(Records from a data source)
☆ ☆ ☆ ☆ ☆

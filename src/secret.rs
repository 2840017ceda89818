// SPDX-License-Identifier: AGPL-3.0-or-later
// Copyright (C) 2025 Blackman Artificial Intelligence Technologies Inc.

//! Password handling
//!
//! The FTP password is asked for once per run, with echo suppressed, and
//! only ever held in memory.

use std::fmt;
use std::io::Write;

use crossterm::event::{self, Event, KeyCode, KeyEventKind, KeyModifiers};
use crossterm::terminal::{disable_raw_mode, enable_raw_mode};

use crate::error::{Result, UploadError};

/// A password that never prints itself
#[derive(Clone, PartialEq, Eq)]
pub struct Secret(String);

impl Secret {
    pub fn new(value: impl Into<String>) -> Self {
        Self(value.into())
    }

    /// The raw value. Only the transfer backend should call this.
    pub fn expose(&self) -> &str {
        &self.0
    }

    pub fn is_empty(&self) -> bool {
        self.0.is_empty()
    }
}

impl fmt::Debug for Secret {
    fn fmt(&self, f: &mut fmt::Formatter<'_>) -> fmt::Result {
        f.write_str("Secret(********)")
    }
}

impl fmt::Display for Secret {
    fn fmt(&self, f: &mut fmt::Formatter<'_>) -> fmt::Result {
        f.write_str("********")
    }
}

impl Drop for Secret {
    fn drop(&mut self) {
        // Best effort: overwrite the buffer before it is freed.
        let len = self.0.len();
        self.0.clear();
        self.0.extend(std::iter::repeat('\0').take(len));
    }
}

/// Capability for obtaining the password interactively
#[cfg_attr(test, mockall::automock)]
pub trait SecretPrompt {
    /// Ask for a secret, showing `label` as the prompt.
    fn prompt_secret(&self, label: &str) -> Result<Secret>;
}

/// Prompts on the controlling terminal with echo disabled
#[derive(Debug, Default, Clone, Copy)]
pub struct TerminalPrompt;

/// Restores cooked mode when dropped, even on early return.
struct RawModeGuard;

impl RawModeGuard {
    fn enable() -> Result<Self> {
        enable_raw_mode().map_err(|e| UploadError::Secret(e.to_string()))?;
        Ok(Self)
    }
}

impl Drop for RawModeGuard {
    fn drop(&mut self) {
        let _ = disable_raw_mode();
    }
}

/// What a single key press does to the line being typed
#[derive(Debug, PartialEq, Eq)]
enum KeyAction {
    Push(char),
    Pop,
    Submit,
    Cancel,
    Ignore,
}

fn classify_key(code: KeyCode, modifiers: KeyModifiers) -> KeyAction {
    match code {
        KeyCode::Char('c') | KeyCode::Char('d') if modifiers.contains(KeyModifiers::CONTROL) => {
            KeyAction::Cancel
        }
        KeyCode::Esc => KeyAction::Cancel,
        KeyCode::Enter => KeyAction::Submit,
        KeyCode::Backspace => KeyAction::Pop,
        KeyCode::Char(c) => KeyAction::Push(c),
        _ => KeyAction::Ignore,
    }
}

impl SecretPrompt for TerminalPrompt {
    fn prompt_secret(&self, label: &str) -> Result<Secret> {
        let mut stderr = std::io::stderr();
        write!(stderr, "{}", label)?;
        stderr.flush()?;

        let mut value = String::new();
        {
            let guard = RawModeGuard::enable()?;
            loop {
                let Event::Key(key) =
                    event::read().map_err(|e| UploadError::Secret(e.to_string()))?
                else {
                    continue;
                };
                if key.kind != KeyEventKind::Press {
                    continue;
                }

                match classify_key(key.code, key.modifiers) {
                    KeyAction::Push(c) => value.push(c),
                    KeyAction::Pop => {
                        value.pop();
                    }
                    KeyAction::Submit => break,
                    KeyAction::Cancel => {
                        drop(guard);
                        writeln!(stderr)?;
                        return Err(UploadError::Secret("cancelled".to_string()));
                    }
                    KeyAction::Ignore => {}
                }
            }
        }
        writeln!(stderr)?;

        let secret = Secret::new(value);
        if secret.is_empty() {
            return Err(UploadError::Secret("empty password".to_string()));
        }
        Ok(secret)
    }
}
// SPDX-License-Identifier: AGPL-3.0-or-later
// Copyright (C) 2025 Blackman Artificial Intelligence Technologies Inc.

//! Recording inventory
//!
//! Scans the local recordings directory and groups `MDalarm_*` files into
//! per-day buckets keyed by calendar date.

pub mod bucket;
pub mod recording;
pub mod scanner;

pub use bucket::DayBucket;
pub use recording::{parse_recording_name, DayKey, Recording, RECORDING_PREFIX};
pub use scanner::{scan_source, Inventory, ScanStats};
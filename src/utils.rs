// SPDX-License-Identifier: AGPL-3.0-or-later
// Copyright (C) 2025 Blackman Artificial Intelligence Technologies Inc.

//! Utility functions for foscam-upload
//!
//! Pure formatting helpers shared by the binary and the report.

use chrono::{DateTime, TimeZone};

use crate::error::UploadError;

/// Format a size in bytes to human-readable form
pub fn format_size(bytes: u64) -> String {
    const KB: u64 = 1024;
    const MB: u64 = KB * 1024;
    const GB: u64 = MB * 1024;

    if bytes >= GB {
        format!("{:.2} GB", bytes as f64 / GB as f64)
    } else if bytes >= MB {
        format!("{:.2} MB", bytes as f64 / MB as f64)
    } else if bytes >= KB {
        format!("{:.1} KB", bytes as f64 / KB as f64)
    } else {
        format!("{} B", bytes)
    }
}

/// Format an error for display to the user
pub fn format_error(error: &UploadError) -> String {
    match error {
        UploadError::MissingKeys(keys) => {
            let mut msg = String::from("Error: configuration is missing required keys:\n");
            for key in keys {
                msg.push_str(&format!("  - '{}' not found\n", key));
            }
            msg.push_str("Add them as 'key = value' lines to the configuration file.");
            msg
        }
        UploadError::ConfigNotFound(path) => format!(
            "Error: configuration file '{}' not found.\nUse -c <path> to point at another file.",
            path.display()
        ),
        _ => format!("Error: {}", error),
    }
}

/// Timestamp line printed when a run starts, e.g. `Mon 2023-01-02 08:15:00 AM`.
pub fn format_banner_time<Tz: TimeZone>(now: &DateTime<Tz>) -> String
where
    Tz::Offset: std::fmt::Display,
{
    now.format("%a %Y-%m-%d %I:%M:%S %p").to_string()
}

#[cfg(test)]
mod tests {
    use super::*;
    use chrono::Utc;
    use std::path::PathBuf;

    // ==================== format_size tests ====================

    #[test]
    fn test_format_size_bytes() {
        assert_eq!(format_size(0), "0 B");
        assert_eq!(format_size(1), "1 B");
        assert_eq!(format_size(1023), "1023 B");
    }

    #[test]
    fn test_format_size_kilobytes() {
        assert_eq!(format_size(1024), "1.0 KB");
        assert_eq!(format_size(1536), "1.5 KB");
    }

    #[test]
    fn test_format_size_megabytes() {
        assert_eq!(format_size(1024 * 1024), "1.00 MB");
        assert_eq!(format_size(5 * 1024 * 1024 + 512 * 1024), "5.50 MB");
    }

    #[test]
    fn test_format_size_gigabytes() {
        assert_eq!(format_size(3 * 1024 * 1024 * 1024), "3.00 GB");
    }

    // ==================== format_error tests ====================

    #[test]
    fn test_format_error_missing_keys() {
        let msg = format_error(&UploadError::MissingKeys(vec![
            "ftp_user_name".into(),
            "remote_dest_path".into(),
        ]));
        assert!(msg.contains("'ftp_user_name' not found"));
        assert!(msg.contains("'remote_dest_path' not found"));
    }

    #[test]
    fn test_format_error_config_not_found() {
        let msg = format_error(&UploadError::ConfigNotFound(PathBuf::from("/etc/x.cfg")));
        assert!(msg.contains("/etc/x.cfg"));
        assert!(msg.contains("-c <path>"));
    }

    #[test]
    fn test_format_error_generic() {
        let msg = format_error(&UploadError::Secret("cancelled".into()));
        assert!(msg.starts_with("Error: "));
        assert!(msg.contains("cancelled"));
    }

    // ==================== banner tests ====================

    #[test]
    fn test_format_banner_time() {
        let ts = Utc.with_ymd_and_hms(2023, 1, 2, 20, 15, 0).unwrap();
        assert_eq!(format_banner_time(&ts), "Mon 2023-01-02 08:15:00 PM");
    }
}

☆ ☆ ☆ ☆ ☆

TASK DIRECTIONS
In the lines above, find each one with "TerminalPrompt" and list it.

ANSWER BOX
pub struct TerminalPrompt;
impl SecretPrompt for TerminalPrompt {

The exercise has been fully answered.